Friday 3 December 2010

Extracting Different Bits Of A Single Field

So what do you do when some crazy person designs a database with a single field to hold three separate bits of data?  Of course it probably wasn’t designed as such – probably somebody using the database decided that it would be neat if they could record three bits of data about the incoming call.  Rather than asking the developers to add a couple of extra fields, some bright spark decided to use the Category field to contain two or three things. 

So – let me show you what I mean. 

Audit Approach - Audit Approach Manual - Other
NHS - Other NHS
NHS - Audit Responsibilities
NHS - Audit Responsibilities
NHS - Accounting - Financial instruments
Local Government - Housing Benefits
Local Government - Housing Benefits
Local Government - Housing Benefits
NHS - Audit Responsibilities
NHS - Audit Responsibilities
Local Government - IFRS Conversion - PPE and other non-current assets

So sometimes there are two categories, and sometimes three.  Fortunately they always use a hyphen between them. 

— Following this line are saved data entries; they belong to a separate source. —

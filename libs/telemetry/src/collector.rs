//! Foreground side of the pipeline: collect errors during a CLI run, then
//! hand them to a detached flush worker at exit.

use std::ffi::OsString;
use std::path::{Path, PathBuf};
use std::process::{Command, Stdio};

use tracing::{debug, info};
use uuid::Uuid;

use crate::error::TelemetryError;
use crate::record::{ErrorBatch, ErrorRecord};
use crate::session::write_private;

/// How to launch the flush worker.
///
/// The worker is invoked as `<program> <args...> <store_id> <batch_path>`.
#[derive(Debug, Clone)]
pub struct WorkerCommand {
    program: PathBuf,
    args: Vec<OsString>,
}

impl WorkerCommand {
    /// `<program> flush <store_id> <batch_path>`
    pub fn new(program: impl Into<PathBuf>) -> Self {
        Self {
            program: program.into(),
            args: vec![OsString::from("flush")],
        }
    }

    /// Re-invoke the running executable's `flush` subcommand.
    pub fn current_exe() -> std::io::Result<Self> {
        Ok(Self::new(std::env::current_exe()?))
    }

    /// Replace the arguments placed before the store id and batch path.
    pub fn with_args<I, S>(mut self, args: I) -> Self
    where
        I: IntoIterator<Item = S>,
        S: Into<OsString>,
    {
        self.args = args.into_iter().map(Into::into).collect();
        self
    }

    fn command(&self, store_id: &str, batch_path: &Path) -> Command {
        let mut command = Command::new(&self.program);
        command
            .args(&self.args)
            .arg(store_id)
            .arg(batch_path)
            .stdin(Stdio::null())
            .stdout(Stdio::null())
            .stderr(Stdio::null());

        // Own process group, so a Ctrl+C aimed at the CLI does not reach it.
        #[cfg(unix)]
        {
            use std::os::unix::process::CommandExt;
            command.process_group(0);
        }

        command
    }
}

/// A worker that was started and left running.
#[derive(Debug, Clone)]
pub struct SpawnedFlush {
    pub pid: u32,
    pub batch_path: PathBuf,
}

/// Accumulates errors for one CLI invocation.
#[derive(Debug, Clone)]
pub struct ErrorCollector {
    store_id: String,
    batch_dir: PathBuf,
    errors: Vec<ErrorRecord>,
}

impl ErrorCollector {
    pub fn new(store_id: impl Into<String>) -> Self {
        Self {
            store_id: store_id.into(),
            batch_dir: std::env::temp_dir(),
            errors: Vec::new(),
        }
    }

    /// Directory for batch handoff files (defaults to the system temp dir).
    pub fn with_batch_dir(mut self, dir: impl Into<PathBuf>) -> Self {
        self.batch_dir = dir.into();
        self
    }

    pub fn register(&mut self, record: ErrorRecord) {
        self.errors.push(record);
    }

    /// Capture `err` and its sources.
    pub fn register_error(&mut self, err: &(dyn std::error::Error + 'static)) {
        self.register(ErrorRecord::from_error(err));
    }

    pub fn errors(&self) -> &[ErrorRecord] {
        &self.errors
    }

    pub fn len(&self) -> usize {
        self.errors.len()
    }

    pub fn is_empty(&self) -> bool {
        self.errors.is_empty()
    }

    /// Write the collected errors to a fresh batch file.
    pub fn write_batch(&self) -> Result<PathBuf, TelemetryError> {
        let path = self
            .batch_dir
            .join(format!("vt-telemetry-{}.json", Uuid::new_v4().simple()));
        let batch = ErrorBatch::new(self.errors.clone());
        let bytes = serde_json::to_vec(&batch)
            .map_err(|e| TelemetryError::storage("serializing batch", &path, e))?;

        write_private(&path, &bytes)
            .map_err(|e| TelemetryError::storage("writing batch", &path, e))?;

        Ok(path)
    }

    /// Hand the collected errors to a detached worker and return at once.
    ///
    /// Nothing is written or spawned when no errors were collected. The
    /// worker's exit status is never observed.
    pub fn flush(self, worker: &WorkerCommand) -> Result<Option<SpawnedFlush>, TelemetryError> {
        if self.is_empty() {
            debug!(store_id = %self.store_id, "No errors to flush");
            return Ok(None);
        }

        let batch_path = self.write_batch()?;

        match worker.command(&self.store_id, &batch_path).spawn() {
            Ok(child) => {
                let pid = child.id();
                info!(
                    store_id = %self.store_id,
                    pid,
                    error_count = self.errors.len(),
                    "Spawned telemetry flush worker"
                );
                Ok(Some(SpawnedFlush { pid, batch_path }))
            }
            Err(e) => {
                let _ = std::fs::remove_file(&batch_path);
                Err(TelemetryError::Spawn(e))
            }
        }
    }
}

But now I have to create a report which reads in this single field and splits it into three – before the first hyphen, between the hyphens, and after the second hyphen (if there is one). 



Category 1

So, the first bit is easy:

select
       --the original single field
       ca_full_name,
      
      
       -- cat 1 - before first hyphen
       substring(ca_full_name, 1, charindex(' - ', ca_full_name) )  
as Category_1,

SubString() lets you read in a text field, select a start point, then select a finish point.  So if your text says “Antidisestablishmentarianism” you can say

select substring ('Antidisestablishmentarianism', 1,4)

and get the result “Anti”. 

But in this case we don’t know where to stop, so instead of specifying the end point as a number, we have to use the Charindex() function. 

select charindex ('i', 'Antidisestablishmentarianism')

This means look through the text until you find the first letter ‘i’. 
The answer is 4

So the following code says look through the name until you find space hyphen space

charindex(' - ', ca_full_name)

Okay so far?




Category 2

Here’s how to get the middle bit.  I’m indebted to Stephen Lasham, who lives in New Zealand and wrote this article back in 2004 (isn’t the Internet wonderful?).  The trouble with Charindex() is that it only finds the first occurrence of the thing you are looking for. 

Extracting a string from between two delimiting characters



       -- cat 2 - from first hyphen to second hyphen or end
       CASE
       -- when no second hyphen,
       WHEN CHARINDEX(' - ',(SUBSTRING(ca_full_name,
CHARINDEX(' - ',ca_full_name,1)+1,99))) = 0
       -- then extract from first hyphen to the max length of 99
       THEN LTRIM(RTRIM(SUBSTRING(ca_full_name,
CHARINDEX(' - ',ca_full_name,1)+3,99)))
      
       -- else extract from the first hyphen up to second hyphen
       ELSE LTRIM(RTRIM(SUBSTRING(
       /* <text>> */ ca_full_name,
       /* <start > */      CHARINDEX(' - ',ca_full_name,1) + 3,
       /* <length> */      CHARINDEX(' - ', SUBSTRING(ca_full_name,
                            CHARINDEX(' - ', ca_full_name, 1)
+1,    99)) - 2 ) ) )
       END    AS Category_2,

So this time, there are two steps.  If there isn’t a second hyphen i.e. there are only two categories in the field, start not at the beginning but at the first hyphen, then read to the end.  The Ltrim() and Rtrim() bits get rid of any leading or trailing spaces, so it looks nice. 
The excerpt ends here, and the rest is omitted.